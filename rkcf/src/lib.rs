pub mod cf;
pub mod config;
pub mod daemon;
pub mod error;
pub mod provider;

// re-export selected public API
pub use config::ProviderConfig;
pub use error::ProviderError;
pub use provider::{CfProvider, NodeSettings, Provider};
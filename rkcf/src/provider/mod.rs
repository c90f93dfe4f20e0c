pub mod cf;
pub mod node;
pub mod status;
pub mod store;

pub use cf::{CfProvider, NodeSettings};
pub use store::{PodStore, build_key, build_key_from_names};

use std::collections::HashMap;

use async_trait::async_trait;
use common::{
    NodeAddress, NodeCondition, NodeDaemonEndpoints, NodeStatus, PodStatus, PodTask,
};

use crate::error::ProviderError;

/// Callbacks a virtual-kubelet host drives to run pods on a backend.
///
/// `get_pod` and `get_pod_status` return `Ok(None)` for a pod the provider
/// does not know, which is not an error.
#[async_trait]
pub trait Provider: Send + Sync {
    async fn create_pod(&self, pod: &PodTask) -> Result<(), ProviderError>;

    async fn update_pod(&self, pod: &PodTask) -> Result<(), ProviderError>;

    async fn delete_pod(&self, pod: &PodTask) -> Result<(), ProviderError>;

    async fn get_pod(&self, namespace: &str, name: &str)
    -> Result<Option<PodTask>, ProviderError>;

    async fn get_container_logs(
        &self,
        namespace: &str,
        pod_name: &str,
        container_name: &str,
        tail: usize,
    ) -> Result<String, ProviderError>;

    async fn get_pod_status(
        &self,
        namespace: &str,
        name: &str,
    ) -> Result<Option<PodStatus>, ProviderError>;

    async fn get_pods(&self) -> Result<Vec<PodTask>, ProviderError>;

    fn capacity(&self) -> HashMap<String, String>;

    fn node_conditions(&self) -> Vec<NodeCondition>;

    fn node_addresses(&self) -> Vec<NodeAddress>;

    fn node_daemon_endpoints(&self) -> NodeDaemonEndpoints;

    fn operating_system(&self) -> String;

    /// Snapshot of everything the host publishes on the node object.
    fn node_status(&self) -> NodeStatus {
        NodeStatus {
            capacity: self.capacity(),
            addresses: self.node_addresses(),
            conditions: self.node_conditions(),
            daemon_endpoints: self.node_daemon_endpoints(),
            operating_system: self.operating_system(),
        }
    }
}
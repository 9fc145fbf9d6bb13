//! Metrics
//!
//! Entropy and information gain drive attribute selection while building a tree,
//! accuracy evaluates a fitted tree against labelled data.
use crate::data::{partition, validate_attributes, validate_data_set, Category};
use crate::errors::Id3Error;
use crate::utils::class_counts;

/// Shannon entropy (base 2) of the target class distribution of a data set.
///
/// * `data_set` - Rows of attribute values, each ending with the target class.
pub fn entropy<V: Category, R: AsRef<[V]>>(data_set: &[R]) -> Result<f64, Id3Error> {
    validate_data_set(data_set)?;
    Ok(calc_entropy(data_set))
}

/// Expected reduction in entropy from splitting a data set on an attribute.
///
/// * `data_set` - Rows of attribute values, each ending with the target class.
/// * `attribute` - Index of the attribute column to split on.
pub fn information_gain<V: Category, R: AsRef<[V]>>(data_set: &[R], attribute: usize) -> Result<f64, Id3Error> {
    let n_attributes = validate_attributes(data_set)?;
    if attribute >= n_attributes {
        return Err(Id3Error::AttributeOutOfRange {
            attribute,
            n_attributes,
        });
    }
    Ok(calc_information_gain(data_set, attribute))
}

/// Fraction of predictions equal to the expected labels.
pub fn accuracy<V: PartialEq>(y: &[V], yhat: &[V]) -> f64 {
    if y.is_empty() {
        return 0.0;
    }
    let hits = y.iter().zip(yhat).filter(|(a, b)| a == b).count();
    hits as f64 / y.len() as f64
}

/// Entropy of a data set that is already known to be valid.
pub(crate) fn calc_entropy<V: Category, R: AsRef<[V]>>(data_set: &[R]) -> f64 {
    let n = data_set.len() as f64;
    class_counts(data_set)
        .values()
        .map(|&count| {
            let p = count as f64 / n;
            // log2(1) = 0, keep a pure set at exactly zero.
            if p < 1.0 {
                -p * p.log2()
            } else {
                0.0
            }
        })
        .sum()
}

/// Information gain on a data set that is already known to be valid.
pub(crate) fn calc_information_gain<V: Category, R: AsRef<[V]>>(data_set: &[R], attribute: usize) -> f64 {
    let n = data_set.len() as f64;
    let remainder: f64 = partition(data_set, attribute)
        .iter()
        .map(|(_, subset)| subset.len() as f64 / n * calc_entropy(subset))
        .sum();
    calc_entropy(data_set) - remainder
}
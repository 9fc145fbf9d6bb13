use crate::data::Category;
use hashbrown::HashMap;

/// Target class of a data point, always the last value.
#[inline]
pub fn target<V>(point: &[V]) -> &V {
    &point[point.len() - 1]
}

/// Count how often each value appears in `column`.
pub fn value_counts<'a, V: Category, R: AsRef<[V]>>(data_set: &'a [R], column: usize) -> HashMap<&'a V, usize> {
    let mut counts = HashMap::new();
    for point in data_set {
        *counts.entry(&point.as_ref()[column]).or_insert(0) += 1;
    }
    counts
}

/// Count how often each target class appears.
pub fn class_counts<'a, V: Category, R: AsRef<[V]>>(data_set: &'a [R]) -> HashMap<&'a V, usize> {
    let mut counts = HashMap::new();
    for point in data_set {
        *counts.entry(target(point.as_ref())).or_insert(0) += 1;
    }
    counts
}

/// The class shared by every data point, if there is exactly one.
pub fn homogeneous_label<V: Category, R: AsRef<[V]>>(data_set: &[R]) -> Option<&V> {
    let mut labels = data_set.iter().map(|point| target(point.as_ref()));
    let first = labels.next()?;
    labels.all(|label| label == first).then_some(first)
}

/// Most frequent class of a non-empty data set.
///
/// Among equally frequent classes the one seen first in the data wins.
/// The second value reports whether such a tie happened.
pub fn majority_label<V: Category, R: AsRef<[V]>>(data_set: &[R]) -> (&V, bool) {
    let counts = class_counts(data_set);
    let mut best = target(data_set[0].as_ref());
    let mut best_count = counts[&best];
    let mut tied = false;
    for point in data_set {
        let label = target(point.as_ref());
        let count = counts[&label];
        if count > best_count {
            best = label;
            best_count = count;
            tied = false;
        } else if count == best_count && label != best {
            tied = true;
        }
    }
    (best, tied)
}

_Work order_. The answer must be the full listing, restated word for word.

_Answer to the problem_.
filename rkcf/src/lib.rs
pub mod cf;
pub mod config;
pub mod daemon;
pub mod error;
pub mod provider;

// re-export selected public API
pub use config::ProviderConfig;
pub use error::ProviderError;
pub use provider::{CfProvider, NodeSettings, Provider};
filename rkcf/src/provider/mod.rs
repository c90f93dfe4f20e0c
pub mod cf;
pub mod node;
pub mod status;
pub mod store;

pub use cf::{CfProvider, NodeSettings};
pub use store::{PodStore, build_key, build_key_from_names};

use std::collections::HashMap;

use async_trait::async_trait;
use common::{
    NodeAddress, NodeCondition, NodeDaemonEndpoints, NodeStatus, PodStatus, PodTask,
};

use crate::error::ProviderError;

/// Callbacks a virtual-kubelet host drives to run pods on a backend.
///
/// `get_pod` and `get_pod_status` return `Ok(None)` for a pod the provider
/// does not know, which is not an error.
#[async_trait]
pub trait Provider: Send + Sync {
    async fn create_pod(&self, pod: &PodTask) -> Result<(), ProviderError>;

    async fn update_pod(&self, pod: &PodTask) -> Result<(), ProviderError>;

    async fn delete_pod(&self, pod: &PodTask) -> Result<(), ProviderError>;

    async fn get_pod(&self, namespace: &str, name: &str)
    -> Result<Option<PodTask>, ProviderError>;

    async fn get_container_logs(
        &self,
        namespace: &str,
        pod_name: &str,
        container_name: &str,
        tail: usize,
    ) -> Result<String, ProviderError>;

    async fn get_pod_status(
        &self,
        namespace: &str,
        name: &str,
    ) -> Result<Option<PodStatus>, ProviderError>;

    async fn get_pods(&self) -> Result<Vec<PodTask>, ProviderError>;

    fn capacity(&self) -> HashMap<String, String>;

    fn node_conditions(&self) -> Vec<NodeCondition>;

    fn node_addresses(&self) -> Vec<NodeAddress>;

    fn node_daemon_endpoints(&self) -> NodeDaemonEndpoints;

    fn operating_system(&self) -> String;

    /// Snapshot of everything the host publishes on the node object.
    fn node_status(&self) -> NodeStatus {
        NodeStatus {
            capacity: self.capacity(),
            addresses: self.node_addresses(),
            conditions: self.node_conditions(),
            daemon_endpoints: self.node_daemon_endpoints(),
            operating_system: self.operating_system(),
        }
    }
}
repository 9fc145fbf9d6bb13
//! Metrics
//!
//! Entropy and information gain drive attribute selection while building a tree,
//! accuracy evaluates a fitted tree against labelled data.
use crate::data::{partition, validate_attributes, validate_data_set, Category};
use crate::errors::Id3Error;
use crate::utils::class_counts;

/// Shannon entropy (base 2) of the target class distribution of a data set.
///
/// * `data_set` - Rows of attribute values, each ending with the target class.
pub fn entropy<V: Category, R: AsRef<[V]>>(data_set: &[R]) -> Result<f64, Id3Error> {
    validate_data_set(data_set)?;
    Ok(calc_entropy(data_set))
}

/// Expected reduction in entropy from splitting a data set on an attribute.
///
/// * `data_set` - Rows of attribute values, each ending with the target class.
/// * `attribute` - Index of the attribute column to split on.
pub fn information_gain<V: Category, R: AsRef<[V]>>(data_set: &[R], attribute: usize) -> Result<f64, Id3Error> {
    let n_attributes = validate_attributes(data_set)?;
    if attribute >= n_attributes {
        return Err(Id3Error::AttributeOutOfRange {
            attribute,
            n_attributes,
        });
    }
    Ok(calc_information_gain(data_set, attribute))
}

/// Fraction of predictions equal to the expected labels.
pub fn accuracy<V: PartialEq>(y: &[V], yhat: &[V]) -> f64 {
    if y.is_empty() {
        return 0.0;
    }
    let hits = y.iter().zip(yhat).filter(|(a, b)| a == b).count();
    hits as f64 / y.len() as f64
}

/// Entropy of a data set that is already known to be valid.
pub(crate) fn calc_entropy<V: Category, R: AsRef<[V]>>(data_set: &[R]) -> f64 {
    let n = data_set.len() as f64;
    class_counts(data_set)
        .values()
        .map(|&count| {
            let p = count as f64 / n;
            // log2(1) = 0, keep a pure set at exactly zero.
            if p < 1.0 {
                -p * p.log2()
            } else {
                0.0
            }
        })
        .sum()
}

/// Information gain on a data set that is already known to be valid.
pub(crate) fn calc_information_gain<V: Category, R: AsRef<[V]>>(data_set: &[R], attribute: usize) -> f64 {
    let n = data_set.len() as f64;
    let remainder: f64 = partition(data_set, attribute)
        .iter()
        .map(|(_, subset)| subset.len() as f64 / n * calc_entropy(subset))
        .sum();
    calc_entropy(data_set) - remainder
}
repository 9fc145fbf9d6bb13
use crate::data::Category;
use hashbrown::HashMap;

/// Target class of a data point, always the last value.
#[inline]
pub fn target<V>(point: &[V]) -> &V {
    &point[point.len() - 1]
}

/// Count how often each value appears in `column`.
pub fn value_counts<'a, V: Category, R: AsRef<[V]>>(data_set: &'a [R], column: usize) -> HashMap<&'a V, usize> {
    let mut counts = HashMap::new();
    for point in data_set {
        *counts.entry(&point.as_ref()[column]).or_insert(0) += 1;
    }
    counts
}

/// Count how often each target class appears.
pub fn class_counts<'a, V: Category, R: AsRef<[V]>>(data_set: &'a [R]) -> HashMap<&'a V, usize> {
    let mut counts = HashMap::new();
    for point in data_set {
        *counts.entry(target(point.as_ref())).or_insert(0) += 1;
    }
    counts
}

/// The class shared by every data point, if there is exactly one.
pub fn homogeneous_label<V: Category, R: AsRef<[V]>>(data_set: &[R]) -> Option<&V> {
    let mut labels = data_set.iter().map(|point| target(point.as_ref()));
    let first = labels.next()?;
    labels.all(|label| label == first).then_some(first)
}

/// Most frequent class of a non-empty data set.
///
/// Among equally frequent classes the one seen first in the data wins.
/// The second value reports whether such a tie happened.
pub fn majority_label<V: Category, R: AsRef<[V]>>(data_set: &[R]) -> (&V, bool) {
    let counts = class_counts(data_set);
    let mut best = target(data_set[0].as_ref());
    let mut best_count = counts[&best];
    let mut tied = false;
    for point in data_set {
        let label = target(point.as_ref());
        let count = counts[&label];
        if count > best_count {
            best = label;
            best_count = count;
            tied = false;
        } else if count == best_count && label != best {
            tied = true;
        }
    }
    (best, tied)
}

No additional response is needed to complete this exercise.